With respect to the carbon materials of each of the examples and the comparative carbon materials obtained in the above manner, the true specific gravity was measured by a true specific gravity measuring method using butanol. The measurement results are shown in Table 1.

[Measurement of surface area]

Using a particle size distribution measuring apparatus (particle size distribution measuring apparatus LA-920, manufactured by Horiba, Ltd.), the particle size distribution under the basis of the number of the carbon materials of each of the examples and the comparative carbon materials was measured in the following order.

20 mg of the carbon material obtained by the above method, 1 ml of a surfactant (Tween 20, manufactured by Kishida Chemical Co., Ltd.) diluted to about 1 wt%, and about 5 ml of distilled water were placed in a polymer material container, and placed in a polymer container.
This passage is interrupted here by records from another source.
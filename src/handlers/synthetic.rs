//! Routes that answer without looking at the request.

use axum::http::StatusCode;
use chrono::{Local, SecondsFormat, Utc};
use serde_json::json;

use crate::http::request::RequestContext;
use crate::http::response::Reply;

pub async fn hello(_ctx: RequestContext) -> Reply {
    Reply::text(StatusCode::OK, "Hello World!")
}

pub async fn ping(_ctx: RequestContext) -> Reply {
    Reply::text(StatusCode::OK, "pong")
}

/// Local time, RFC 3339 with second precision.
pub async fn date(_ctx: RequestContext) -> Reply {
    Reply::text(
        StatusCode::OK,
        Local::now().to_rfc3339_opts(SecondsFormat::Secs, true),
    )
}

/// Seconds since the Unix epoch.
pub async fn timestamp(_ctx: RequestContext) -> Reply {
    Reply::text(StatusCode::OK, Utc::now().timestamp().to_string())
}

pub async fn check_status(_ctx: RequestContext) -> Reply {
    Reply::json(StatusCode::OK, &json!({ "status": 1 }))
}

pub async fn generate_204(_ctx: RequestContext) -> Reply {
    Reply::empty(StatusCode::NO_CONTENT)
}
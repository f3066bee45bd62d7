//! Request context handed to route handlers.
//!
//! # Responsibilities
//! - Buffer the request body (bounded) once, before dispatch
//! - Parse cookies out of every `Cookie` header
//! - Expose headers, peer address and path parameters read-only
//!
//! # Design Decisions
//! - The context is immutable once built; handlers take it by value
//! - An unreadable or oversized body becomes `None`, never an error

use std::net::SocketAddr;

use axum::body::{Body, Bytes};
use axum::http::{header, HeaderMap, Method, Request};

use crate::routing::Params;

/// A single request cookie.
#[derive(Debug, Clone, PartialEq, Eq)]
pub struct Cookie {
    pub name: String,
    pub value: String,
}

/// Everything a handler may look at for one request.
#[derive(Debug, Clone)]
pub struct RequestContext {
    method: Method,
    path: String,
    headers: HeaderMap,
    cookies: Vec<Cookie>,
    body: Option<Bytes>,
    remote_addr: SocketAddr,
    params: Params,
}

impl RequestContext {
    /// Build a context from parts that are already in memory.
    pub fn new(
        method: Method,
        path: impl Into<String>,
        headers: HeaderMap,
        body: Option<Bytes>,
        remote_addr: SocketAddr,
    ) -> Self {
        let cookies = parse_cookies(&headers);
        Self {
            method,
            path: path.into(),
            headers,
            cookies,
            body,
            remote_addr,
            params: Params::default(),
        }
    }

    /// Consume an incoming request, reading at most `max_body_bytes` of body.
    pub async fn from_request(
        request: Request<Body>,
        remote_addr: SocketAddr,
        max_body_bytes: usize,
    ) -> Self {
        let (parts, body) = request.into_parts();
        let body = match axum::body::to_bytes(body, max_body_bytes).await {
            Ok(bytes) => Some(bytes),
            Err(e) => {
                tracing::debug!(error = %e, path = %parts.uri.path(), "Request body unreadable");
                None
            }
        };
        Self::new(parts.method, parts.uri.path(), parts.headers, body, remote_addr)
    }

    /// Attach the bindings of the matched route.
    pub(crate) fn with_params(mut self, params: Params) -> Self {
        self.params = params;
        self
    }

    pub fn method(&self) -> &Method {
        &self.method
    }

    pub fn path(&self) -> &str {
        &self.path
    }

    pub fn headers(&self) -> &HeaderMap {
        &self.headers
    }

    /// First value of a header as text, or `""` when absent or not UTF-8.
    pub fn header(&self, name: &str) -> &str {
        self.headers
            .get(name)
            .and_then(|v| v.to_str().ok())
            .unwrap_or("")
    }

    /// The `Host` header, if any.
    pub fn host(&self) -> Option<&str> {
        self.headers
            .get(header::HOST)
            .and_then(|v| v.to_str().ok())
    }

    pub fn cookies(&self) -> &[Cookie] {
        &self.cookies
    }

    /// Raw body bytes; `None` if reading the body failed.
    pub fn body(&self) -> Option<&Bytes> {
        self.body.as_ref()
    }

    pub fn remote_addr(&self) -> SocketAddr {
        self.remote_addr
    }

    /// Path parameter bound by the matched route; `""` if undeclared.
    pub fn param(&self, name: &str) -> &str {
        self.params.get(name).unwrap_or("")
    }

    pub fn params(&self) -> &Params {
        &self.params
    }
}

/// Parse every `Cookie` header into ordered name/value pairs.
pub fn parse_cookies(headers: &HeaderMap) -> Vec<Cookie> {
    let mut cookies = Vec::new();
    for line in headers.get_all(header::COOKIE) {
        let Ok(line) = line.to_str() else { continue };
        for part in line.split(';') {
            let part = part.trim();
            if part.is_empty() {
                continue;
            }
            let (name, value) = part.split_once('=').unwrap_or((part, ""));
            let name = name.trim();
            if !is_cookie_name(name) {
                continue;
            }
            let Some(value) = parse_cookie_value(value) else {
                continue;
            };
            cookies.push(Cookie {
                name: name.to_string(),
                value: value.to_string(),
            });
        }
    }
    cookies
}

/// Cookie names are RFC 7230 tokens.
pub(crate) fn is_cookie_name(name: &str) -> bool {
    !name.is_empty()
        && name.bytes().all(|b| {
            b.is_ascii_alphanumeric() || b"!#$%&'*+-.^_`|~".contains(&b)
        })
}

/// Strip one pair of surrounding quotes and reject invalid octets.
fn parse_cookie_value(raw: &str) -> Option<&str> {
    let value = raw
        .strip_prefix('"')
        .and_then(|v| v.strip_suffix('"'))
        .unwrap_or(raw);
    value
        .bytes()
        .all(|b| (0x20..0x7f).contains(&b) && b != b'"' && b != b';' && b != b'\\')
        .then_some(value)
}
In the ultrasonic cleaner, while mixing with a dropper for 1 minute, ultrasonic waves were applied and dispersed to obtain a dispersion. The dispersion was supplied to the above-described particle size distribution measuring apparatus, and the particle size distribution was measured at a setting of a relative refractive index of 1.5.

Using the data obtained by the above particle size distribution measurement, the surface area per unit volume was calculated from the above formula (1). The calculated values are shown in Table 1.

[calculation of mean square radius]

Using the data obtained by the particle size distribution measurement described above, the mean square radius of each of the carbon materials of the examples and the comparative example carbon materials was calculated from the above formula (2). The calculated values are shown in Table 1.

<Production of a half-cell type lithium ion secondary battery>

(production of negative electrode)

In order to evaluate the battery characteristics of the carbon materials of the respective examples obtained in the above manner and the carbon materials of the comparative examples, a negative electrode using each carbon material was produced as described below.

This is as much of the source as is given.